One, however, has to think beyond his biases in order to generate more creative reflections. Anyone who gets easily absorbed by movies should have himself processed after watching it. Apparently, it is not for children. In an age of (the so-called) post-truth, much has to be discerned between evil as human reality and as a mere subject of artistic license.

There are those who would give a rather postmodern take on the matter. This refers to that trend of privileging micro-narratives or suppressed stories. We have heard of people’s sympathy for the likes of Thanos,

Maleficent, and now the Joker. Some conservative sectors though are not happy with this. It may be a trend but for the critics it is reflective of this generation’s twisted idolatry.

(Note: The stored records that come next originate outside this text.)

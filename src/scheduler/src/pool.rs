// Copyright 2024 The Tablewave Authors
//
// Licensed under the Apache License, Version 2.0 (the "License");
// you may not use this file except in compliance with the License.
// You may obtain a copy of the License at
//
//     http://www.apache.org/licenses/LICENSE-2.0
//
// Unless required by applicable law or agreed to in writing, software
// distributed under the License is distributed on an "AS IS" BASIS,
// WITHOUT WARRANTIES OR CONDITIONS OF ANY KIND, either express or implied.
// See the License for the specific language governing permissions and
// limitations under the License.

//! Bounded connection pool (spec.md §4.7): a fixed-size set of pre-opened,
//! read-only sessions acquired by workers and released back in FIFO order.
//! Sessions are not validated on acquire; a worker that observes a broken
//! session drops it instead of re-releasing it, so the pool may shrink
//! over the life of a run (no replacement is required by the spec).

use std::collections::VecDeque;

use futures::io::{AsyncRead, AsyncWrite};
use tiberius::Client;
use tokio::sync::{Mutex, Semaphore};

/// One pooled, already-authenticated session.
pub type PooledSession<S> = Client<S>;

/// A bounded pool of `PooledSession<S>`. `acquire` blocks until a session
/// is free; `release` hands one back. A `tokio::sync::Semaphore` gates
/// capacity and its own FIFO wait queue gives acquirers fairness, matching
/// the ordering guarantee in spec.md §4.7.
pub struct ConnectionPool<S> {
    sessions: Mutex<VecDeque<PooledSession<S>>>,
    permits: Semaphore,
}

/// A session on loan from the pool. Dropping this without calling
/// [`Lease::release`] is a held-but-not-returned session: since
/// `PooledSession` does not implement a synchronous `Drop` return path
/// (returning requires awaiting the pool's mutex), callers must release
/// explicitly — the table exporter does so in a `finally`-style guard.
pub struct Lease<S> {
    session: Option<PooledSession<S>>,
}

impl<S> Lease<S> {
    pub fn session_mut(&mut self) -> &mut PooledSession<S> {
        self.session.as_mut().expect("lease used after release")
    }

    /// Takes the session out, leaving the lease empty. Used by callers
    /// that discovered a broken session and must not return it to the pool.
    pub fn take_broken(mut self) -> PooledSession<S> {
        self.session.take().expect("lease used after release")
    }
}

impl<S> ConnectionPool<S>
where
    S: AsyncRead + AsyncWrite + Unpin + Send,
{
    /// Builds a pool from already-opened sessions. Pool size equals
    /// `sessions.len()`, which callers set to `config.parallelThreads`.
    pub fn new(sessions: Vec<PooledSession<S>>) -> Self {
        let capacity = sessions.len();
        Self {
            sessions: Mutex::new(sessions.into()),
            permits: Semaphore::new(capacity),
        }
    }

    /// Blocks until a session is available, then removes it from the
    /// front of the queue (FIFO).
    pub async fn acquire(&self) -> Lease<S> {
        let permit = self.permits.acquire().await.expect("pool semaphore closed");
        permit.forget();
        let mut guard = self.sessions.lock().await;
        let session = guard
            .pop_front()
            .expect("semaphore permit implies a session is queued");
        Lease { session: Some(session) }
    }

    /// Returns a healthy session to the back of the queue and makes its
    /// permit available again.
    pub async fn release(&self, mut lease: Lease<S>) {
        let session = lease.session.take().expect("lease used after release");
        let mut guard = self.sessions.lock().await;
        guard.push_back(session);
        drop(guard);
        self.permits.add_permits(1);
    }

    /// Drops a broken session instead of returning it. The pool's total
    /// capacity shrinks by one permit; no replacement session is created.
    pub fn discard(&self, lease: Lease<S>) {
        let _ = lease.take_broken();
        // Intentionally does not call add_permits: a shrunk pool has one
        // fewer concurrent worker for the remainder of the run.
    }

    /// Number of idle sessions currently queued (for diagnostics/tests).
    pub async fn idle_len(&self) -> usize {
        self.sessions.lock().await.len()
    }
}

#[cfg(test)]
mod tests {
    use super::*;
    use tokio_util::compat::TokioAsyncReadCompatExt;

    #[tokio::test]
    async fn acquire_blocks_until_capacity_frees_up() {
        // Can't construct a real tiberius::Client without a handshake, so
        // this test exercises the semaphore/queue machinery directly rather
        // than ConnectionPool<S> end to end.
        let sem = Semaphore::new(1);
        let first = sem.acquire().await.unwrap();
        assert_eq!(sem.available_permits(), 0);
        drop(first);
        assert_eq!(sem.available_permits(), 1);
    }

    #[tokio::test]
    async fn compat_duplex_stream_satisfies_the_transport_bound() {
        // tiberius's Client<S> requires `futures::io::{AsyncRead, AsyncWrite}`,
        // which a bare tokio duplex stream doesn't implement directly — only
        // its `tokio_util::compat` wrapper does, the same wrapper the real
        // TCP/TLS transport uses.
        let (a, _b) = tokio::io::duplex(64);
        let wrapped = a.compat();
        fn assert_bound<T: AsyncRead + AsyncWrite + Unpin + Send>(_: &T) {}
        assert_bound(&wrapped);
    }
}
// Copyright 2024 The Tablewave Authors
//
// Licensed under the Apache License, Version 2.0 (the "License");
// you may not use this file except in compliance with the License.
// You may obtain a copy of the License at
//
//     http://www.apache.org/licenses/LICENSE-2.0
//
// Unless required by applicable law or agreed to in writing, software
// distributed under the License is distributed on an "AS IS" BASIS,
// WITHOUT WARRANTIES OR CONDITIONS OF ANY KIND, either express or implied.
// See the License for the specific language governing permissions and
// limitations under the License.

//! Value codec (C1) and statement builder (C2).

pub mod statement;
pub mod value;

pub use statement::{build_insert, build_select, CursorColumn};
pub use value::{encode_literal, ColumnValue};
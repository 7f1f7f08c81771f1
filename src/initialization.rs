use log::info;
use log4rs::append::console::ConsoleAppender;
use log4rs::append::file::FileAppender;
use log4rs::config::{Appender, Config as LogConfig, Root};
use log4rs::encode::pattern::PatternEncoder;
use crate::config::{load_config, Config, General};
use crate::errors::PressureWatchInitError;
use crate::manager_discord::Discord;
use crate::manager_owm::OpenWeatherMap;

const LOG_PATTERN: &str = "{d(%Y-%m-%d %H:%M:%S%.3f)} {h({l}):<5} {t} - {m}{n}";

/// Managers for the external collaborators
pub struct Mgr {
    pub owm: OpenWeatherMap,
    pub discord: Discord,
}

/// Loads configuration, sets up logging and returns config and managers
///
/// # Arguments
///
/// * 'config_path' - path to the configuration file
pub fn init(config_path: &str) -> Result<(Config, Mgr), PressureWatchInitError> {
    let config = load_config(config_path)?;

    setup_logging(&config.general)?;

    info!("pressurewatch version: {}", env!("CARGO_PKG_VERSION"));

    let owm = OpenWeatherMap::new(
        config.open_weather_map.api_key.clone(),
        config.geo_ref.lat,
        config.geo_ref.long,
    );
    let discord = Discord::new(config.discord.webhook_url.clone(), config.discord.username.clone())?;

    Ok((config, Mgr { owm, discord }))
}

/// Sets up log4rs with a file appender and, if configured, a stdout appender
///
/// # Arguments
///
/// * 'general' - general configuration holding log path and level
fn setup_logging(general: &General) -> Result<(), PressureWatchInitError> {
    let file = FileAppender::builder()
        .encoder(Box::new(PatternEncoder::new(LOG_PATTERN)))
        .build(&general.log_path)?;

    let mut builder = LogConfig::builder()
        .appender(Appender::builder().build("file", Box::new(file)));
    let mut root = Root::builder().appender("file");

    if general.log_to_stdout {
        let stdout = ConsoleAppender::builder()
            .encoder(Box::new(PatternEncoder::new(LOG_PATTERN)))
            .build();
        builder = builder.appender(Appender::builder().build("stdout", Box::new(stdout)));
        root = root.appender("stdout");
    }

    let log_config = builder.build(root.build(general.log_level))?;
    log4rs::init_config(log_config)?;

    Ok(())
}
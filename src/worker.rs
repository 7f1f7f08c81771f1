use chrono::{DateTime, Utc};
use log::{debug, error, info, warn};
use crate::backup::{load_state, save_onecall_dump, save_state};
use crate::evaluator::evaluate;
use crate::gate::{decide, NotificationState};
use crate::manager_discord::errors::DiscordError;
use crate::manager_owm::errors::OwmError;
use crate::manager_owm::parse_onecall;
use crate::rules::ALERT_RULES;

/// Anything that can hand over a raw One Call forecast document
pub trait ForecastSource {
    fn fetch_forecast(&self) -> Result<String, OwmError>;
}

/// Anything that can deliver a rendered alert message
pub trait NotificationSink {
    fn send(&self, message: &str) -> Result<(), DiscordError>;
}

/// Settings for a single run
pub struct RunSettings<'a> {
    pub state_file: &'a str,
    pub debug_dir: Option<&'a str>,
    pub cooldown_seconds: i64,
}

/// How a run ended
#[derive(Debug, Clone, PartialEq, Eq)]
pub enum RunOutcome {
    /// Forecast could not be fetched or parsed, nothing evaluated
    NoData,
    /// No alert and nothing to clear
    Quiet,
    /// No alert, the remembered alert condition was cleared
    Cleared,
    /// Alert found but within cooldown for the same condition
    Suppressed,
    /// Alert delivered and state saved
    Sent,
    /// Alert delivery failed, state left as is
    SendFailed,
}

/// Runs one fetch, evaluate and notify cycle
///
/// State is only written after a successful send or when a remembered alert condition
/// was cleared. Failures are logged and end the run without touching the state.
///
/// # Arguments
///
/// * 'source' - forecast provider
/// * 'sink' - where alerts are delivered
/// * 'settings' - file locations and cooldown
/// * 'now' - the time of the run
pub fn run_once(
    source: &impl ForecastSource,
    sink: &impl NotificationSink,
    settings: &RunSettings,
    now: DateTime<Utc>) -> RunOutcome {

    let state = load_state(settings.state_file);

    let json = match source.fetch_forecast() {
        Ok(json) => json,
        Err(e) => {
            error!("Could not retrieve weather data: {}", e);
            return RunOutcome::NoData;
        }
    };

    if let Some(debug_dir) = settings.debug_dir {
        if let Err(e) = save_onecall_dump(debug_dir, &json, now) {
            warn!("Could not save forecast dump: {}", e);
        }
    }

    let onecall = match parse_onecall(&json) {
        Ok(onecall) => onecall,
        Err(e) => {
            error!("Could not parse weather data: {}", e);
            return RunOutcome::NoData;
        }
    };

    debug!("Forecast received for lat {:?}, lon {:?}, timezone {:?}", onecall.lat, onecall.lon, onecall.timezone);

    let alert = match onecall.to_snapshot() {
        Some(snapshot) => evaluate(&snapshot, &ALERT_RULES),
        None => {
            warn!("Invalid weather data format");
            None
        }
    };

    let (should_send, new_state) = decide(alert.as_ref(), &state, now.timestamp(), settings.cooldown_seconds);

    match alert {
        Some(alert) => {
            info!("Alert detected: {} (severity {}, now {:.1}hPa, minimum {:.1}hPa at {})",
                  alert.dedup_key, alert.rule.severity, alert.current_pressure, alert.min_pressure, alert.time_of_minimum);

            if !should_send {
                info!("Notification '{}' is within cooldown period ({}s) of the last one. Skipping.",
                      alert.dedup_key, settings.cooldown_seconds);
                return RunOutcome::Suppressed;
            }

            if let Err(e) = sink.send(&alert.message) {
                error!("Error sending notification: {}", e);
                return RunOutcome::SendFailed;
            }
            info!("Notification sent: {}", alert.dedup_key);

            persist(settings.state_file, &new_state);
            RunOutcome::Sent
        },
        None => {
            info!("No significant pressure drop detected");

            if new_state != state {
                info!("Conditions have stabilized, clearing last alert: {}", state.last_dedup_key);
                persist(settings.state_file, &new_state);
                RunOutcome::Cleared
            } else {
                RunOutcome::Quiet
            }
        },
    }
}

fn persist(state_file: &str, state: &NotificationState) {
    if let Err(e) = save_state(state_file, state) {
        error!("Error saving last notification status: {}", e);
    }
}
use serde::Serialize;

/// Discord execute-webhook body
#[derive(Serialize)]
pub struct WebhookMessage {
    pub content: String,
    #[serde(skip_serializing_if = "Option::is_none")]
    pub username: Option<String>,
}
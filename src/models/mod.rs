pub mod discord;
pub mod owm_onecall;
pub mod snapshot;
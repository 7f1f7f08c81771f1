use std::env;
use std::fs;
use log::LevelFilter;
use serde::Deserialize;
use crate::errors::ConfigError;

#[derive(Deserialize)]
pub struct GeoRef {
    pub lat: f64,
    pub long: f64,
}

#[derive(Deserialize)]
pub struct OpenWeatherMapParameters {
    #[serde(default)]
    pub api_key: String,
}

#[derive(Deserialize)]
pub struct DiscordParameters {
    #[serde(default)]
    pub webhook_url: String,
    pub username: Option<String>,
}

#[derive(Deserialize)]
pub struct NotificationParameters {
    #[serde(default = "default_cooldown_seconds")]
    pub cooldown_seconds: i64,
}

impl Default for NotificationParameters {
    fn default() -> Self {
        Self { cooldown_seconds: default_cooldown_seconds() }
    }
}

#[derive(Deserialize)]
pub struct Files {
    #[serde(default = "default_state_file")]
    pub state_file: String,
    pub debug_dir: Option<String>,
}

impl Default for Files {
    fn default() -> Self {
        Self { state_file: default_state_file(), debug_dir: None }
    }
}

#[derive(Deserialize)]
pub struct General {
    pub log_path: String,
    pub log_level: LevelFilter,
    pub log_to_stdout: bool,
}

#[derive(Deserialize)]
pub struct Config {
    pub geo_ref: GeoRef,
    pub open_weather_map: OpenWeatherMapParameters,
    pub discord: DiscordParameters,
    #[serde(default)]
    pub notification: NotificationParameters,
    #[serde(default)]
    pub files: Files,
    pub general: General,
}

fn default_cooldown_seconds() -> i64 { 3 * 60 * 60 }

fn default_state_file() -> String { "last_notification_status.json".to_string() }

/// Loads the configuration file and returns a struct with all configuration items
///
/// Credentials and coordinates can be overridden by the environment variables
/// OPENWEATHERMAP_API_KEY, DISCORD_WEBHOOK_URL, LATITUDE and LONGITUDE.
///
/// # Arguments
///
/// * 'config_path' - path to the configuration file
pub fn load_config(config_path: &str) -> Result<Config, ConfigError> {

    let toml = fs::read_to_string(config_path)?;
    let mut config: Config = toml::from_str(&toml)?;

    apply_env_overrides(&mut config)?;
    validate(&config)?;

    Ok(config)
}

/// Replaces configured values with any values given in the environment
///
/// # Arguments
///
/// * 'config' - configuration to update
fn apply_env_overrides(config: &mut Config) -> Result<(), ConfigError> {
    if let Ok(v) = env::var("OPENWEATHERMAP_API_KEY") {
        config.open_weather_map.api_key = v;
    }
    if let Ok(v) = env::var("DISCORD_WEBHOOK_URL") {
        config.discord.webhook_url = v;
    }
    if let Ok(v) = env::var("LATITUDE") {
        config.geo_ref.lat = v.parse::<f64>().map_err(|_| ConfigError::from("LATITUDE is not a number"))?;
    }
    if let Ok(v) = env::var("LONGITUDE") {
        config.geo_ref.long = v.parse::<f64>().map_err(|_| ConfigError::from("LONGITUDE is not a number"))?;
    }

    Ok(())
}

/// Rejects configurations that can't produce a meaningful run
///
/// # Arguments
///
/// * 'config' - configuration to check
fn validate(config: &Config) -> Result<(), ConfigError> {
    if is_unset(&config.open_weather_map.api_key) {
        return Err(ConfigError::from("OpenWeatherMap API key is not configured"));
    }
    if is_unset(&config.discord.webhook_url) {
        return Err(ConfigError::from("Discord webhook URL is not configured"));
    }
    if !(-90.0..=90.0).contains(&config.geo_ref.lat) || !(-180.0..=180.0).contains(&config.geo_ref.long) {
        return Err(ConfigError::from("geo_ref is out of range"));
    }
    if config.notification.cooldown_seconds < 0 {
        return Err(ConfigError::from("cooldown_seconds must not be negative"));
    }

    Ok(())
}

fn is_unset(value: &str) -> bool {
    value.trim().is_empty() || value.starts_with("YOUR_")
}
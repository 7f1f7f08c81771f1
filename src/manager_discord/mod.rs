pub mod errors;

use std::time::Duration;
use ureq::Agent;
use crate::manager_discord::errors::DiscordError;
use crate::models::discord::WebhookMessage;
use crate::worker::NotificationSink;

pub struct Discord {
    agent: Agent,
    webhook_url: String,
    username: Option<String>,
}

impl Discord {
    /// Returns a new instance of the Discord struct
    ///
    /// # Arguments
    ///
    /// * 'webhook_url' - the Discord webhook to post to
    /// * 'username' - optional author name overriding the webhook default
    pub fn new(webhook_url: String, username: Option<String>) -> Result<Self, DiscordError> {
        if !webhook_url.starts_with("https://") && !webhook_url.starts_with("http://") {
            return Err(DiscordError::InvalidWebhookUrl(webhook_url));
        }

        let config = Agent::config_builder()
            .timeout_global(Some(Duration::from_secs(10)))
            .build();

        let agent = config.into();

        Ok(Self { agent, webhook_url, username })
    }

    /// Posts a message to the webhook
    ///
    /// # Arguments
    ///
    /// * 'content' - the message text
    pub fn send_message(&self, content: &str) -> Result<(), DiscordError> {
        let json = webhook_body(content, self.username.as_deref())?;

        let _ = self.agent
            .post(&self.webhook_url)
            .content_type("application/json")
            .send(json)?;

        Ok(())
    }
}

impl NotificationSink for Discord {
    fn send(&self, message: &str) -> Result<(), DiscordError> {
        self.send_message(message)
    }
}

/// Serializes the webhook request body
fn webhook_body(content: &str, username: Option<&str>) -> Result<String, DiscordError> {
    let req = WebhookMessage {
        content: content.to_string(),
        username: username.map(|u| u.to_string()),
    };

    Ok(serde_json::to_string(&req)?)
}
use thiserror::Error;
use crate::manager_discord::errors::DiscordError;

#[derive(Error, Debug)]
#[error("ConfigError: {0}")]
pub struct ConfigError(pub String);

impl From<std::io::Error> for ConfigError {
    fn from(e: std::io::Error) -> Self { ConfigError(e.to_string()) }
}
impl From<toml::de::Error> for ConfigError {
    fn from(e: toml::de::Error) -> Self { ConfigError(e.to_string()) }
}
impl From<&str> for ConfigError {
    fn from(e: &str) -> Self { ConfigError(e.to_string()) }
}

#[derive(Error, Debug)]
#[error("StateError: {0}")]
pub struct StateError(pub String);

impl From<std::io::Error> for StateError {
    fn from(e: std::io::Error) -> Self { StateError(e.to_string()) }
}
impl From<serde_json::Error> for StateError {
    fn from(e: serde_json::Error) -> Self { StateError(e.to_string()) }
}

#[derive(Error, Debug)]
#[error("DumpError: {0}")]
pub struct DumpError(pub String);

impl From<std::io::Error> for DumpError {
    fn from(e: std::io::Error) -> Self { DumpError(e.to_string()) }
}
impl From<serde_json::Error> for DumpError {
    fn from(e: serde_json::Error) -> Self { DumpError(e.to_string()) }
}
impl From<glob::PatternError> for DumpError {
    fn from(e: glob::PatternError) -> Self { DumpError(e.to_string()) }
}

#[derive(Error, Debug)]
pub enum PressureWatchInitError {
    #[error("PressureWatchInitError::Config: {0}")]
    Config(#[from] ConfigError),
    #[error("PressureWatchInitError::Logging: {0}")]
    Logging(String),
    #[error("PressureWatchInitError::Discord: {0}")]
    Discord(#[from] DiscordError),
}

impl From<std::io::Error> for PressureWatchInitError {
    fn from(e: std::io::Error) -> Self { PressureWatchInitError::Logging(e.to_string()) }
}
impl From<log4rs::config::runtime::ConfigErrors> for PressureWatchInitError {
    fn from(e: log4rs::config::runtime::ConfigErrors) -> Self { PressureWatchInitError::Logging(e.to_string()) }
}
impl From<log::SetLoggerError> for PressureWatchInitError {
    fn from(e: log::SetLoggerError) -> Self { PressureWatchInitError::Logging(e.to_string()) }
}
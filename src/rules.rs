/// A fixed pressure drop rule
///
/// A rule fires when the lowest forecasted pressure within `horizon_hours` from now
/// is at least `drop_threshold_hpa` below the current pressure. Lower `severity`
/// means higher notification priority.
#[derive(Debug, Clone, Copy, PartialEq)]
pub struct AlertRule {
    pub horizon_hours: u32,
    pub drop_threshold_hpa: f64,
    pub label: &'static str,
    pub severity: u8,
}

/// The rule set, in evaluation order
pub const ALERT_RULES: [AlertRule; 5] = [
    AlertRule { horizon_hours: 3, drop_threshold_hpa: 3.0, label: "Rapid drop (3h forecast)", severity: 1 },
    AlertRule { horizon_hours: 12, drop_threshold_hpa: 10.0, label: "Significant drop (12h forecast)", severity: 1 },
    AlertRule { horizon_hours: 6, drop_threshold_hpa: 6.0, label: "Moderate drop (6h forecast)", severity: 2 },
    AlertRule { horizon_hours: 12, drop_threshold_hpa: 6.0, label: "Medium-term drop (12h forecast)", severity: 3 },
    // Day scale changes are felt even when they are gradual
    AlertRule { horizon_hours: 24, drop_threshold_hpa: 5.0, label: "Daily change, take care (24h forecast)", severity: 4 },
];
//! Shape-aware overlap used when matching detections to ground truth.

use crate::error::Result;
use crate::geometry::VocBox;
use crate::shape::Shape;

/// Overlap between a predicted and a ground-truth shape.
///
/// Returns `None` when the intersection area is not positive; such pairs are never
/// match candidates. Otherwise returns `intersection / (area(a) + area(b) - intersection)`
/// using mask pixels where masks are present and inclusive box arithmetic elsewhere.
///
/// # Arguments
///
/// * `prediction` - Predicted shape
/// * `ground_truth` - Ground-truth shape
/// * `binary_threshold` - Optional mask binarisation threshold, see [`Shape::area`]
///
/// # Example
///
/// ```
/// use voc_eval::geometry::VocBox;
/// use voc_eval::metrics::iou::calculate_overlap;
/// use voc_eval::shape::Shape;
///
/// let a = Shape::new(VocBox::new(0, 0, 9, 9).unwrap());
/// let b = Shape::new(VocBox::new(5, 0, 14, 9).unwrap());
/// let overlap = calculate_overlap(&a, &b, None).unwrap().unwrap();
/// assert!((overlap - 50.0 / 150.0).abs() < 1e-6);
/// ```
pub fn calculate_overlap(
    prediction: &Shape,
    ground_truth: &Shape,
    binary_threshold: Option<u8>,
) -> Result<Option<f32>> {
    let intersection = prediction.intersection_area(ground_truth, binary_threshold)?;
    if intersection <= 0.0 {
        return Ok(None);
    }

    let union = prediction.area(binary_threshold)? + ground_truth.area(binary_threshold)? - intersection;
    Ok(Some(intersection / union))
}

/// Calculate the box overlap matrix between two sets of boxes.
///
/// `result[i][j]` is the overlap between `boxes1[i]` and `boxes2[j]`.
pub fn calculate_overlap_matrix(boxes1: &[VocBox], boxes2: &[VocBox]) -> Vec<Vec<f32>> {
    boxes1
        .iter()
        .map(|a| boxes2.iter().map(|b| a.overlap(b)).collect())
        .collect()
}
//! Category metadata passed explicitly to every component that needs it.

use std::collections::HashMap;

use serde::{Deserialize, Serialize};

use crate::error::{Result, VocEvalError};

/// Immutable two-way mapping between category names and dense ids `0..len`.
#[derive(Debug, Clone, PartialEq, Serialize, Deserialize)]
#[serde(try_from = "Vec<String>", into = "Vec<String>")]
pub struct CategoryCatalog {
    names: Vec<String>,
    ids: HashMap<String, usize>,
}

impl CategoryCatalog {
    /// Build a catalog; ids follow the order of `names`.
    ///
    /// # Errors
    ///
    /// Returns [`VocEvalError::InvalidSettings`] for an empty list or duplicate names.
    ///
    /// # Example
    ///
    /// ```
    /// use voc_eval::category::CategoryCatalog;
    ///
    /// let catalog = CategoryCatalog::new(["cat", "dog"]).unwrap();
    /// assert_eq!(catalog.id("dog").unwrap(), 1);
    /// assert_eq!(catalog.name(0).unwrap(), "cat");
    /// assert!(catalog.id("horse").is_err());
    /// ```
    pub fn new<I, S>(names: I) -> Result<Self>
    where
        I: IntoIterator<Item = S>,
        S: Into<String>,
    {
        let names: Vec<String> = names.into_iter().map(Into::into).collect();
        if names.is_empty() {
            return Err(VocEvalError::InvalidSettings(
                "category catalog must contain at least one category".to_string(),
            ));
        }

        let mut ids = HashMap::with_capacity(names.len());
        for (id, name) in names.iter().enumerate() {
            if ids.insert(name.clone(), id).is_some() {
                return Err(VocEvalError::InvalidSettings(format!(
                    "duplicate category name '{name}'"
                )));
            }
        }

        Ok(Self { names, ids })
    }

    pub fn len(&self) -> usize {
        self.names.len()
    }

    pub fn is_empty(&self) -> bool {
        self.names.is_empty()
    }

    pub fn names(&self) -> &[String] {
        &self.names
    }

    pub fn id(&self, name: &str) -> Result<usize> {
        self.ids
            .get(name)
            .copied()
            .ok_or_else(|| VocEvalError::UnknownCategory(format!("no category named '{name}'")))
    }

    pub fn name(&self, id: usize) -> Result<&str> {
        self.names
            .get(id)
            .map(String::as_str)
            .ok_or_else(|| VocEvalError::UnknownCategory(format!("no category with id {id}")))
    }

    /// Probability-mass vector with all mass on `id`.
    pub fn one_hot(&self, id: usize) -> Result<Vec<f32>> {
        one_hot(id, self.len())
    }
}

impl TryFrom<Vec<String>> for CategoryCatalog {
    type Error = VocEvalError;

    fn try_from(names: Vec<String>) -> Result<Self> {
        Self::new(names)
    }
}

impl From<CategoryCatalog> for Vec<String> {
    fn from(catalog: CategoryCatalog) -> Self {
        catalog.names
    }
}

/// One-hot vector of length `size` with `1.0` at `id`.
pub fn one_hot(id: usize, size: usize) -> Result<Vec<f32>> {
    if id >= size {
        return Err(VocEvalError::UnknownCategory(format!(
            "category id {id} out of range for {size} categories"
        )));
    }
    let mut result = vec![0.0; size];
    result[id] = 1.0;
    Ok(result)
}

The name Joker “itself” is an irony. He is not funny. In fact he is a symbol of hopelessness. He himself is a “bad joke” and “no joke” at all. But if one would look deeper into the soul of the character, a different kind of truth would emerge before us. At its core, the narrative reveals an irony. The villain is not only a person who experienced suffering, pain, hopelessness, and madness. He is the personification of all these realities. Above all, however, he is the personification of the context from which these realities were shaped.

Joker is the symbol of all the things we dislike and most of all those that societies have long desired to abolish. Sadly, he is also the very symbol of the monsters which societies are capable of creating. Joker represents our illness. But he also stands to remind how we got such an illness. In the end he is the bitter pill we have to swallow if we are to regain our sanity.

It’s not that we glorify evil over goodness, nor promote insanity over sanity. We cannot deny though that every civilization has its madness. Each and every generation has its way of hiding and marginalizing whatever those that lie outside the norms. Social control, however, has its limitations.

Whatever cannot be consciously controlled would slip out or emerge in various forms of reprisals. Sometimes, it would emerge as a joke.

Our battles against our ills both personal and societal always happen as a constant friction and tension of realities we cannot live without much as we want that they be done away with.